[Stored data]

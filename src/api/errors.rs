//! API Error Handling
//!
//! Structured error responses with proper HTTP status codes and request tracking.

use crate::errors::{StorageError, WagerError};
use axum::{
    http::StatusCode,
    response::{IntoResponse, Response},
    Json,
};
use serde::{Deserialize, Serialize};
use std::fmt;

/// Error payload. `message` is the human-readable rejection reason.
#[derive(Debug, Clone, Serialize, Deserialize)]
pub struct ErrorResponse {
    pub request_id: String,
    pub code: String,
    pub message: String,
}

/// API error types with request tracking
#[derive(Debug)]
pub struct ApiError {
    pub kind: ApiErrorKind,
    pub request_id: String,
}

#[derive(Debug)]
pub enum ApiErrorKind {
    NotFound(String),
    BadRequest(String),
    Unauthorized(String),
    /// Wager rejected for a caller-side reason
    Rejected { code: &'static str, message: String },
    InternalError(String),
}

impl ApiError {
    pub fn not_found(request_id: String, message: String) -> Self {
        Self {
            kind: ApiErrorKind::NotFound(message),
            request_id,
        }
    }

    pub fn bad_request(request_id: String, message: String) -> Self {
        Self {
            kind: ApiErrorKind::BadRequest(message),
            request_id,
        }
    }

    pub fn unauthorized(request_id: String, message: String) -> Self {
        Self {
            kind: ApiErrorKind::Unauthorized(message),
            request_id,
        }
    }

    pub fn internal_error(request_id: String, message: String) -> Self {
        Self {
            kind: ApiErrorKind::InternalError(message),
            request_id,
        }
    }

    pub fn from_wager(request_id: String, error: WagerError) -> Self {
        let kind = if error.is_user_error() {
            ApiErrorKind::Rejected {
                code: error.code(),
                message: error.to_string(),
            }
        } else {
            tracing::error!(request_id = %request_id, "Wager placement failed: {}", error);
            ApiErrorKind::InternalError("Error placing wager".to_string())
        };
        Self { kind, request_id }
    }

    pub fn from_storage(request_id: String, error: StorageError) -> Self {
        tracing::error!(request_id = %request_id, "Storage failure: {}", error);
        Self::internal_error(request_id, "Storage unavailable".to_string())
    }
}

impl fmt::Display for ApiError {
    fn fmt(&self, f: &mut fmt::Formatter<'_>) -> fmt::Result {
        match &self.kind {
            ApiErrorKind::NotFound(msg) => write!(f, "[{}] Not Found: {}", self.request_id, msg),
            ApiErrorKind::BadRequest(msg) => write!(f, "[{}] Bad Request: {}", self.request_id, msg),
            ApiErrorKind::Unauthorized(msg) => write!(f, "[{}] Unauthorized: {}", self.request_id, msg),
            ApiErrorKind::Rejected { code, message } => {
                write!(f, "[{}] Rejected ({}): {}", self.request_id, code, message)
            }
            ApiErrorKind::InternalError(msg) => write!(f, "[{}] Internal Error: {}", self.request_id, msg),
        }
    }
}

impl std::error::Error for ApiError {}

impl IntoResponse for ApiError {
    fn into_response(self) -> Response {
        let (status, code, message) = match self.kind {
            ApiErrorKind::NotFound(msg) => (StatusCode::NOT_FOUND, "NOT_FOUND", msg),
            ApiErrorKind::BadRequest(msg) => (StatusCode::BAD_REQUEST, "BAD_REQUEST", msg),
            ApiErrorKind::Unauthorized(msg) => (StatusCode::UNAUTHORIZED, "UNAUTHORIZED", msg),
            ApiErrorKind::Rejected { code, message } => (StatusCode::BAD_REQUEST, code, message),
            ApiErrorKind::InternalError(msg) => {
                (StatusCode::INTERNAL_SERVER_ERROR, "INTERNAL_ERROR", msg)
            }
        };

        let body = Json(ErrorResponse {
            request_id: self.request_id,
            code: code.to_string(),
            message,
        });

        (status, body).into_response()
    }
}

▸ **Task requirements**
Pull each line containing "errors" from the records.

▸ **Answer for the task**
filename src/api/errors.rs
use crate::errors::{StorageError, WagerError};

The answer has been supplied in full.